In effect, all morning our airplanes and those of the enemy described, at very high altitudes, frequent circles, recrossing the lines, girded by puffs of white smoke of breaking projectiles.

In spite of the joy which filled us all, we never spoke but of the next attack, the topic of conversation for the past several days.

We were at the turning point of the war; month after month, the ruin of the Central Empires became more certain, each hour that passed they became more enfeebled in human energy and in money! "_Parbleu_," said an officer, "their armies have been developing on the different fronts excessively, the strain on their troops has become very strong; and a military decision imposes itself upon them."

They wished to hasten the end of the war and the way to finish it is to attempt a great thrust, a decisive thrust, a desperate thrust--the propitious time is come, it is the moment to attack, there is not an instant to lose!

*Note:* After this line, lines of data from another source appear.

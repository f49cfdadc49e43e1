// src/archive/message.rs
// =============================================================================
// This module splits one archived mail (an MHonArc HTML page) into its
// labeled sections and recovers the subject and the message body.
//
// MHonArc leaves comment markers in the page, one per line:
//   <!--X-Subject: PATCH: fix the frobnicator -->   the mail's subject
//   <!--X-Head-of-Message-->                         a section starts here
//   <!--X-Body-of-Message-->                         the body starts here
//
// How it works:
// 1. Walk the page line by line, remembering which section we're in
// 2. Marker lines switch sections (or record the subject) and are dropped
// 3. Every other line is appended to the current section's text
// 4. The body is the "Body-of-Message" section minus its <PRE> wrapper
//
// Rust concepts:
// - OnceLock: Compile each regex once and reuse it
// - Option<T>: A missing subject or body is "absent", not an error
// =============================================================================

use regex::Regex;
use serde::Serialize;
use std::sync::OnceLock;

/// Section that holds everything before the first marker.
pub const PREAMBLE: &str = "preamble";

/// Section that holds the mail body.
pub const BODY_SECTION: &str = "Body-of-Message";

const BODY_PREFIX: &str = "<PRE>\n";
const BODY_SUFFIX: &str = "\n</PRE>\n\n";

fn subject_marker() -> &'static Regex {
    static RE: OnceLock<Regex> = OnceLock::new();
    RE.get_or_init(|| Regex::new(r"^<!--X-Subject: (.*) -->$").expect("valid subject regex"))
}

fn section_marker() -> &'static Regex {
    static RE: OnceLock<Regex> = OnceLock::new();
    RE.get_or_init(|| Regex::new(r"^<!--X-([A-Za-z-]+)-->$").expect("valid section regex"))
}

// One named section and the text collected for it
#[derive(Debug, Clone, PartialEq, Eq)]
struct Section {
    name: String,
    text: String,
}

/// Ordered mapping from section name to accumulated text.
///
/// Sections keep the order in which the document first mentions them.
#[derive(Debug, Clone, PartialEq, Eq)]
pub struct SectionMap {
    sections: Vec<Section>,
}

impl SectionMap {
    fn new() -> Self {
        Self {
            sections: vec![Section {
                name: PREAMBLE.to_string(),
                text: String::new(),
            }],
        }
    }

    /// Scans a document top to bottom.
    ///
    /// Returns the sections plus the subject, if a subject marker was seen.
    pub fn scan(document: &str) -> (Self, Option<String>) {
        let mut map = Self::new();
        // Index of the "current" section; there is always exactly one
        let mut current = 0;
        let mut subject = None;

        for line in document.lines() {
            if let Some(caps) = subject_marker().captures(line) {
                subject = Some(caps[1].to_string());
                continue;
            }

            if let Some(caps) = section_marker().captures(line) {
                current = map.enter(&caps[1]);
                continue;
            }

            let text = &mut map.sections[current].text;
            text.push_str(line);
            text.push('\n');
        }

        (map, subject)
    }

    // Makes `name` current, creating an empty entry the first time we see it
    fn enter(&mut self, name: &str) -> usize {
        if let Some(index) = self.sections.iter().position(|s| s.name == name) {
            return index;
        }
        self.sections.push(Section {
            name: name.to_string(),
            text: String::new(),
        });
        self.sections.len() - 1
    }

    pub fn get(&self, name: &str) -> Option<&str> {
        self.sections
            .iter()
            .find(|s| s.name == name)
            .map(|s| s.text.as_str())
    }

    /// Section names in document order.
    pub fn names(&self) -> impl Iterator<Item = &str> {
        self.sections.iter().map(|s| s.name.as_str())
    }

    pub fn len(&self) -> usize {
        self.sections.len()
    }

    // Always false: the preamble section exists from the start
    pub fn is_empty(&self) -> bool {
        self.sections.is_empty()
    }
}

/// Subject and body recovered from one archived mail.
#[derive(Debug, Clone, PartialEq, Eq, Serialize)]
pub struct Message {
    /// The subject from the X-Subject marker, if the page had one
    pub subject: Option<String>,
    /// The unwrapped body, or None when the page has no body section
    pub body: Option<String>,
}

// Segments an archived mail into (subject, body)
//
// Parameters:
//   document: the raw HTML of one archived mail
//
// Returns: Message with both parts optional
//
// A page without a "Body-of-Message" section yields body = None, the
// caller decides whether that matters.
pub fn segment(document: &str) -> Message {
    let (sections, subject) = SectionMap::scan(document);
    let body = sections.get(BODY_SECTION).map(unwrap_pre);

    Message { subject, body }
}

// Strips the <PRE>...</PRE> wrapper, but only when it is there verbatim
fn unwrap_pre(body: &str) -> String {
    let body = body.strip_prefix(BODY_PREFIX).unwrap_or(body);
    let body = body.strip_suffix(BODY_SUFFIX).unwrap_or(body);
    body.to_string()
}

It was easily determined that a formidable battle was about to commence and that the shock would be heavy----

Here are some of the remarks that were passed back and forth at Eparges, the eve of the battle of Verdun. That night in the trenches there was a silence, a silence impressive. The night was calm and starry----

THE DAY OF _February_ 21, 1916.

I left Eparges at six o'clock in the morning. As before the day dawned magnificently. In a happy mood, I start out with Dr. Nicolas to find some of my _poilus_ on the menaced front.

An automobile was waiting on the Mesnil-sur-les-Côtes to take us to the north of Verdun.

On leaving at seven o'clock in the morning, the rumbling of cannon, heavy and uninterrupted, was heard: the battle of Verdun had commenced....

I did not intend to stop at Verdun, but on approaching the city, I saw the civil population fleeing _en masse_ toward the country, after 380's fell at regular intervals on the martyred city for about an hour.

After a short stop, I left again for Cumières and Côte-de-l'Oie, where I also had a squad of workers.

Leaving Bras, it was easy to determine that the enemy had launched his offensive on the right bank of the Meuse.

As far as the eye could reach the bursting of large projectiles was seen: they fell particularly on the forts, on the roads, on the cantonments, on the trenches.

The crushing noise produced by these large _Marmites_[21] became accentuated hour by hour; a curtain of smoke collected against the blue sky, and, with the brightness of the day, this spectacle certainly did not lack grandeur.

I still command a view of the battlefield seen from the Côte-de-l'Oie; columns of smoke go rolling on the banks of the Meuse. I had never seen such parallel artillery preparation up to that day.

Our _poilus_ cried:

"The 77's and 105's no longer exist!"

It could easily be seen that "something" was taking place on the right bank where the intensity of the artillery became greater hour by hour.

They fought stubbornly before Samonieux and we heard the noise of the machine-guns. I made the resolution to go and rejoin the men I had at Ornes, on the right bank, since it was they above all that were in the greatest danger.

* * * * *

The memory of the afternoon of this day will forever remain sad; I ask myself often how my comrade LeBlond and I had been able to reach Ornes.

We succeeded in reaching Bras toward two o'clock: the village was violently bombarded--human bodies and horses blocked the streets.

I went to pay my respects to General B---- whom I found in his fighting post, surrounded by his officers. He wished us good luck in affectionate terms.

We climbed Côte du Poivre and arrived at Louvemont toward three o'clock in the afternoon. In going through the village, our eyes commenced to be irritated by tear gas: the bombardment was infernal.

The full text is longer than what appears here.